Sunday, July 30, 2006

Another trading week

Last week trades were good. My NAV (net asset value) went up 15%. The trend was clear: buy the Yen. Hehehe, how I wish all my trading weeks are like last week. What's up for this week?

Below are some trading rules, that I frequently read, to keep me in line, whatever that means.

Twenty One Simple Rules of Trading

1. Think like a fundamentalist; trade like a technician.The world of fundamentalists and the world of the technician are indeed compatible, despite what the most virulent supporters of one school or the other might say. We consider it paramount no to trade until the fundamentals and the technicals’ of any trade are running in tandem; i.e. if the fundamentals are bullish and if the market is rising we shall buy. Otherwise we shall stand aside.

2. Think like a mercenary guerrilla warrior. The mercenaries’ duty is to try and fight on a winning side, so too the traders’ duty. Our job is to discern which “side” of any trade has the most merit and then deploy our forces and capital accordingly.
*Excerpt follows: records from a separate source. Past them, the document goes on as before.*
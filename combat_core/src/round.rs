//! Round state - per-actor action budgets for the current round
//!
//! Each category (movement, attack, reaction) may be spent at most `total`
//! times. A turn change zeroes the used counts; a round change rebuilds the
//! whole state from the configured defaults.

use crate::error::{CombatError, CombatResult};
use crate::session::CombatSession;
use crate::shop::ShopPurchase;
use crate::store::{CombatClock, StateUpdate};
use crate::types::{ActionCategory, ActorId};
use rules_core::{BudgetConstants, StoneEffect};
use serde::{Deserialize, Serialize};
use tracing::{debug, info};

/// Spend budget for one action category
#[derive(Debug, Clone, Copy, PartialEq, Eq, Serialize, Deserialize)]
pub struct Budget {
    pub total: u32,
    pub used: u32,
}

impl Budget {
    pub fn new(total: u32) -> Self {
        Budget { total, used: 0 }
    }

    pub fn remaining(&self) -> u32 {
        self.total.saturating_sub(self.used)
    }

    pub fn is_exhausted(&self) -> bool {
        self.used >= self.total
    }

    fn try_spend(&mut self) -> bool {
        if self.is_exhausted() {
            return false;
        }
        self.used += 1;
        true
    }
}

/// Roll bonuses bought with stones, consumed by the next pool roll
#[derive(Debug, Clone, Copy, Default, PartialEq, Eq, Serialize, Deserialize)]
pub struct StoneBonus {
    pub bonus_dice: u32,
    pub flat_bonus: i32,
}

/// Action ledger of one actor for one round
#[derive(Debug, Clone, PartialEq, Eq, Serialize, Deserialize)]
pub struct RoundState {
    pub round: u32,
    pub turn: u32,
    pub movement: Budget,
    pub attack: Budget,
    pub reaction: Budget,
    /// Extra movement distance granted this round
    pub move_bonus_meters: u32,
    /// Confirmed initiative shop purchase applied to this round
    #[serde(default)]
    pub shop_purchase: Option<ShopPurchase>,
    /// Unlocked by a shop purchase; spent by whoever performs the swap
    #[serde(default)]
    pub initiative_swap_available: bool,
    #[serde(default)]
    pub stone_bonus: Option<StoneBonus>,
}

impl RoundState {
    pub fn new(round: u32, turn: u32, budgets: &BudgetConstants) -> Self {
        RoundState {
            round,
            turn,
            movement: Budget::new(budgets.movement),
            attack: Budget::new(budgets.attack),
            reaction: Budget::new(budgets.reaction),
            move_bonus_meters: 0,
            shop_purchase: None,
            initiative_swap_available: false,
            stone_bonus: None,
        }
    }

    pub fn budget(&self, category: ActionCategory) -> &Budget {
        match category {
            ActionCategory::Movement => &self.movement,
            ActionCategory::Attack => &self.attack,
            ActionCategory::Reaction => &self.reaction,
        }
    }

    fn budget_mut(&mut self, category: ActionCategory) -> &mut Budget {
        match category {
            ActionCategory::Movement => &mut self.movement,
            ActionCategory::Attack => &mut self.attack,
            ActionCategory::Reaction => &mut self.reaction,
        }
    }

    /// Use one action of `category`; false (and no change) when none remain
    pub fn spend(&mut self, category: ActionCategory) -> bool {
        self.budget_mut(category).try_spend()
    }

    /// Movement bonuses are meters of distance, attack/reaction bonuses raise the total
    pub fn apply_bonus(&mut self, category: ActionCategory, amount: u32) {
        match category {
            ActionCategory::Movement => {
                self.move_bonus_meters = self.move_bonus_meters.saturating_add(amount);
            }
            ActionCategory::Attack | ActionCategory::Reaction => {
                let budget = self.budget_mut(category);
                budget.total = budget.total.saturating_add(amount);
            }
        }
    }

    /// Zero every used count, keeping totals and bonuses
    pub fn reset_turn(&mut self, turn: u32) {
        self.turn = turn;
        for category in ActionCategory::all() {
            self.budget_mut(*category).used = 0;
        }
    }

    pub fn apply_shop_purchase(&mut self, purchase: &ShopPurchase, increment_meters: u32) {
        self.apply_bonus(
            ActionCategory::Movement,
            purchase.extra_movement.saturating_mul(increment_meters),
        );
        if purchase.extra_attack {
            self.apply_bonus(ActionCategory::Attack, 1);
        }
        self.initiative_swap_available |= purchase.initiative_swap;
        self.shop_purchase = Some(*purchase);
    }

    pub fn apply_stone_effect(&mut self, effect: &StoneEffect) {
        match effect {
            StoneEffect::ExtraAttack { amount } => {
                self.apply_bonus(ActionCategory::Attack, *amount)
            }
            StoneEffect::ExtraReaction { amount } => {
                self.apply_bonus(ActionCategory::Reaction, *amount)
            }
            StoneEffect::ExtraMovement { meters } => {
                self.apply_bonus(ActionCategory::Movement, *meters)
            }
            StoneEffect::BonusDice { amount } => {
                let bonus = self.stone_bonus.get_or_insert_with(StoneBonus::default);
                bonus.bonus_dice = bonus.bonus_dice.saturating_add(*amount);
            }
            StoneEffect::FlatBonus { amount } => {
                let bonus = self.stone_bonus.get_or_insert_with(StoneBonus::default);
                bonus.flat_bonus = bonus.flat_bonus.saturating_add(*amount);
            }
            StoneEffect::Narrative => {}
        }
    }

    /// Remove and return the accumulated stone roll bonus
    pub fn take_stone_bonus(&mut self) -> Option<StoneBonus> {
        self.stone_bonus.take()
    }
}

impl CombatSession {
    /// Current round state of `actor`, created fresh if the stored one is from another round
    pub async fn round_state(&self, actor: &ActorId) -> CombatResult<RoundState> {
        self.participant(actor)?;
        let clock = self.clock.read().await;
        let state = self.load(actor).await?;
        Ok(state.round_state_for(*clock, &self.rules().budgets))
    }

    /// Use one action of `category`
    pub async fn spend_action(
        &self,
        actor: &ActorId,
        category: ActionCategory,
    ) -> CombatResult<Budget> {
        let clock = self.clock.read().await;
        let state = self
            .update_round_state(actor, *clock, |state| {
                if state.spend(category) {
                    Ok(())
                } else {
                    Err(CombatError::BudgetExhausted {
                        actor: actor.clone(),
                        category,
                    })
                }
            })
            .await?;

        let budget = *state.budget(category);
        debug!(actor = %actor, %category, used = budget.used, total = budget.total, "spent action");
        Ok(budget)
    }

    /// Grant extra budget from an external effect
    pub async fn apply_bonus(
        &self,
        actor: &ActorId,
        category: ActionCategory,
        amount: u32,
    ) -> CombatResult<RoundState> {
        let clock = self.clock.read().await;
        self.update_round_state(actor, *clock, |state| {
            state.apply_bonus(category, amount);
            Ok(())
        })
        .await
    }

    /// Use up the initiative swap unlocked by the shop; false if none was available
    pub async fn consume_initiative_swap(&self, actor: &ActorId) -> CombatResult<bool> {
        let clock = self.clock.read().await;
        let mut available = false;
        self.update_round_state(actor, *clock, |state| {
            available = std::mem::take(&mut state.initiative_swap_available);
            Ok(())
        })
        .await?;
        Ok(available)
    }

    /// Zero all used counts of `actor` for the current turn
    pub async fn reset_turn(&self, actor: &ActorId) -> CombatResult<RoundState> {
        let clock = self.clock.read().await;
        self.reset_turn_at(actor, *clock).await
    }

    /// Replace the round state of `actor` with a fresh default for the current round
    pub async fn reset_round(&self, actor: &ActorId) -> CombatResult<RoundState> {
        let clock = self.clock.read().await;
        self.reset_round_at(actor, *clock).await
    }

    pub(crate) async fn reset_turn_at(
        &self,
        actor: &ActorId,
        clock: CombatClock,
    ) -> CombatResult<RoundState> {
        self.update_round_state(actor, clock, |state| {
            state.reset_turn(clock.turn);
            Ok(())
        })
        .await
    }

    /// Fresh default state, then any shop purchase confirmed for this round
    pub(crate) async fn reset_round_at(
        &self,
        actor: &ActorId,
        clock: CombatClock,
    ) -> CombatResult<RoundState> {
        let participant = self.participant(actor)?;
        let _guard = self.lock_actor(actor).await;
        let state = self.load(actor).await?;

        let round_state = self.fresh_round_state(participant, &state, clock);
        self.save(actor, StateUpdate::new().round_state(round_state.clone()))
            .await?;
        info!(actor = %actor, round = clock.round, "round state reset");
        Ok(round_state)
    }

    /// Read, mutate and write back the round state under the actor lock
    ///
    /// Nothing is written when `mutate` fails.
    pub(crate) async fn update_round_state(
        &self,
        actor: &ActorId,
        clock: CombatClock,
        mutate: impl FnOnce(&mut RoundState) -> CombatResult<()>,
    ) -> CombatResult<RoundState> {
        self.participant(actor)?;
        let _guard = self.lock_actor(actor).await;
        let state = self.load(actor).await?;

        let mut round_state = state.round_state_for(clock, &self.rules().budgets);
        mutate(&mut round_state)?;

        self.save(actor, StateUpdate::new().round_state(round_state.clone()))
            .await?;
        Ok(round_state)
    }
}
3. The object of trading and/or investing is not to buy low and sell high, but to buy high and sell higher. Understanding this rule is the first step toward “wisdom” in trading/investing not only is more lost trying to find the lows and /or the highs, but so too is most of your “psychological” trading capital squandered.

4. In Bull Markets, one can only be long.There is no mistake worse than attempting to trade against a trend. In bull markets, one can only be long, bull spread, or standing upon the sidelines watching. Under no circumstances can one be short.

5. In Bear Markets, one can only be short, bear spread or again standing upon the sidelines.

6. “Markets can remain illogical far longer than any of us can remain solvent”A. Gary Schilling – The academicians tell us that the markets are rational; we say that most of the time they are not, but instead are sent meandering about in illogical, short term trends, intent upon doing vindictive damage to our capital and to our mental well being.

7. Don’t place a Bullish Bet on a market that has lagged behind, for it has probably done so for a reason that you simply don’t yet understand. I.E. If German Marks, French Francs and Swiss Francs are rising, but the Lira is falling, sell the Lira and buy the others. Don’t expect the Lira to catch up.

8. When you think it is time to “fade” the consensus, wait… Just a little while longer.Patience is a far better virtue when considering a trade than impatience. The market will open again tomorrow. We guarantee it.

9. Always BUY the first day of a gap higher or SELL the first day of a gap lower… and then add to the trade if the gap is still open after the third day.

10. Trading runs is cycles; some good, most bad, the secret is to trade larger when things are going well, and to cut back on the unit size when things are going poorly.In “up” cycles (and it takes a while to know when one is shifting from one to the other), trade smaller and smaller and smaller until the cycle changes.

11. NEVER meet a margin call; liquidate instead… For the margin call is the market’s way of telling you that you are wrong.

12. A bad trade done only once and held can probably never take you out of the game; but a bad trade added to and added to can.. and probably will.

13. Outside reversals at new contract lows or new contract highs are powerful technical signals that should at least be respected, and probably acted upon.

14. Most complicated technical systems only lead to confusion and added expense.The wisest and most profitable traders we’ve known have always tended to gravitate toward the simpler technical systems. If they have any technical “system” at all.

15. Markets have an uncanny way of retracing 50-62% of most moves; understand that and trade accordingly.

16. A solid understanding of mass psychology is far more important than good economics… most of the time.

17. Most long-term positions were originally short-term speculations that went wrong.Avoid this “trap” at all costs, for capital is being depleted, both mentally and fiscally.

18. After All trading rules are meant to be broken from time to time.

19. Establishing an initial position in a bull market, add a second and third time on strength when the market is proving its merit.Add thereafter on corrections. The opposite obviously holds true for bear market trades.

20. Bear markets are usually more violent than bull markets, for prices fall more quickly and in a more direct manner than the prices rise.

21. With profits, it is better to be patient; with losses, impatient.


Warning: Do not trade or do not go into Forex until you know what you are doing. 99% of traders blew their account.